## WHAT TO PRODUCE
Print exactly those lines that run from the beginning of the data to the line bearing "write set (rollback)", inclusive.

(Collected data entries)

====

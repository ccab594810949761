//! Transaction context
//!
//! A [`TransactionContext`] buffers every write of one logical operation in a
//! private write set. Reads inside the transaction see the transaction's own
//! writes layered over committed storage; nothing is visible to other readers
//! until the [`TransactionManager`](crate::TransactionManager) commits it.
//!
//! Key rules:
//! - Last write to a key inside a transaction wins
//! - Delete of an absent key is a no-op at commit
//! - Dropping a context without committing discards the write set (rollback)
//! - No read-set validation: concurrent commits are last-writer-wins per key

use rustc_hash::FxHashMap;
use std::collections::BTreeMap;
use std::sync::Arc;
use survey_core::RecordKind;
use survey_storage::{Key, Row, Storage, Write};

/// Transaction lifecycle state
#[derive(Debug, Clone, Copy, PartialEq, Eq)]
pub enum TransactionStatus {
    /// Accepting reads and writes
    Active,
    /// Write set applied to storage
    Committed,
    /// Write set discarded
    Aborted,
}

/// Buffered, isolated view over storage for one logical operation
pub struct TransactionContext {
    /// Transaction id (monotonic per manager)
    pub txn_id: u64,
    storage: Arc<dyn Storage>,
    /// Buffered writes: `Some(row)` = put, `None` = delete
    write_set: FxHashMap<Key, Option<Row>>,
    status: TransactionStatus,
}

impl TransactionContext {
    /// Start a transaction over `storage`
    pub fn new(txn_id: u64, storage: Arc<dyn Storage>) -> Self {
        Self {
            txn_id,
            storage,
            write_set: FxHashMap::default(),
            status: TransactionStatus::Active,
        }
    }

    /// Current status
    pub fn status(&self) -> TransactionStatus {
        self.status
    }

    /// True if nothing has been written
    pub fn is_read_only(&self) -> bool {
        self.write_set.is_empty()
    }

    /// Number of buffered writes
    pub fn pending_writes(&self) -> usize {
        self.write_set.len()
    }

    // =========================================================================
    // Reads
    // =========================================================================

    /// Read one row, seeing this transaction's own writes first
    pub fn get(&self, key: &Key) -> Option<Row> {
        match self.write_set.get(key) {
            Some(buffered) => buffered.clone(),
            None => self.storage.get(key),
        }
    }

    /// All rows of one kind, in key order, with buffered writes applied
    pub fn scan(&self, kind: RecordKind) -> Vec<(Key, Row)> {
        let mut merged: BTreeMap<Key, Row> = self.storage.scan(kind).into_iter().collect();
        for (key, buffered) in &self.write_set {
            if key.kind() != kind {
                continue;
            }
            match buffered {
                Some(row) => {
                    merged.insert(key.clone(), row.clone());
                }
                None => {
                    merged.remove(key);
                }
            }
        }
        merged.into_iter().collect()
    }

    // =========================================================================
    // Writes
    // =========================================================================

    /// Buffer a put of `row` under its own key
    pub fn put(&mut self, row: Row) {
        self.write_set.insert(row.key(), Some(row));
    }

    /// Buffer a delete of `key`
    pub fn delete(&mut self, key: Key) {
        self.write_set.insert(key, None);
    }

    /// Allocate a fresh id for a new row of `kind`
    pub fn allocate_id(&self, kind: RecordKind) -> u64 {
        self.storage.allocate_id(kind)
    }

    // =========================================================================
    // Lifecycle
    // =========================================================================

    /// Drain the write set in key order, marking the transaction committed
    pub(crate) fn take_writes(&mut self) -> Vec<Write> {
        self.status = TransactionStatus::Committed;
        let mut writes: Vec<Write> = self.write_set.drain().collect();
        writes.sort_by(|a, b| a.0.cmp(&b.0));
        writes
    }

    /// Discard the write set
    pub fn abort(&mut self) {
        self.write_set.clear();
        self.status = TransactionStatus::Aborted;
    }
}

impl std::fmt::Debug for TransactionContext {
    fn fmt(&self, f: &mut std::fmt::Formatter<'_>) -> std::fmt::Result {
        f.debug_struct("TransactionContext")
            .field("txn_id", &self.txn_id)
            .field("status", &self.status)
            .field("pending_writes", &self.write_set.len())
            .finish()
    }
}

#[cfg(test)]
mod tests {
    use super::*;
    use survey_core::{DataBlob, RecordId, Survey, SurveyId, TypedRecord};
    use survey_storage::MemoryStorage;

    fn setup() -> (Arc<MemoryStorage>, TransactionContext) {
        let storage = Arc::new(MemoryStorage::new());
        let ctx = TransactionContext::new(1, storage.clone());
        (storage, ctx)
    }

    fn data_row(id: u64) -> Row {
        Row::SurveyData(TypedRecord {
            id: RecordId::new(id),
            survey: SurveyId::new(1),
            record_type: "Control".into(),
            data: DataBlob::new(),
        })
    }

    #[test]
    fn test_reads_see_own_writes() {
        let (storage, mut ctx) = setup();
        let row = Row::Survey(Survey::new(SurveyId::new(1), "s", ""));
        ctx.put(row.clone());

        assert_eq!(ctx.get(&row.key()), Some(row.clone()));
        // Not visible outside the transaction
        assert!(storage.get(&row.key()).is_none());
    }

    #[test]
    fn test_buffered_delete_hides_committed_row() {
        let (storage, mut ctx) = setup();
        let row = data_row(1);
        storage.apply(vec![(row.key(), Some(row.clone()))]).unwrap();

        ctx.delete(row.key());
        assert!(ctx.get(&row.key()).is_none());
        assert!(ctx.scan(RecordKind::SurveyData).is_empty());
        assert!(storage.get(&row.key()).is_some());
    }

    #[test]
    fn test_scan_merges_write_set() {
        let (storage, mut ctx) = setup();
        let committed = data_row(2);
        storage
            .apply(vec![(committed.key(), Some(committed))])
            .unwrap();

        ctx.put(data_row(1));
        ctx.put(data_row(3));
        ctx.put(Row::Survey(Survey::new(SurveyId::new(1), "s", "")));

        let keys: Vec<Key> = ctx
            .scan(RecordKind::SurveyData)
            .into_iter()
            .map(|(k, _)| k)
            .collect();
        assert_eq!(
            keys,
            vec![
                Key::SurveyData(RecordId::new(1)),
                Key::SurveyData(RecordId::new(2)),
                Key::SurveyData(RecordId::new(3)),
            ]
        );
    }

    #[test]
    fn test_last_write_wins_within_transaction() {
        let (_storage, mut ctx) = setup();
        ctx.put(data_row(1));
        ctx.delete(Key::SurveyData(RecordId::new(1)));
        assert_eq!(ctx.pending_writes(), 1);
        assert!(ctx.get(&Key::SurveyData(RecordId::new(1))).is_none());
    }

    #[test]
    fn test_abort_discards_writes() {
        let (_storage, mut ctx) = setup();
        ctx.put(data_row(1));
        ctx.abort();
        assert!(ctx.is_read_only());
        assert_eq!(ctx.status(), TransactionStatus::Aborted);
    }
}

====

## ANSWER BOX
repository ccab594810949761
//! Transaction context
//!
//! A [`TransactionContext`] buffers every write of one logical operation in a
//! private write set. Reads inside the transaction see the transaction's own
//! writes layered over committed storage; nothing is visible to other readers
//! until the [`TransactionManager`](crate::TransactionManager) commits it.
//!
//! Key rules:
//! - Last write to a key inside a transaction wins
//! - Delete of an absent key is a no-op at commit
//! - Dropping a context without committing discards the write set (rollback)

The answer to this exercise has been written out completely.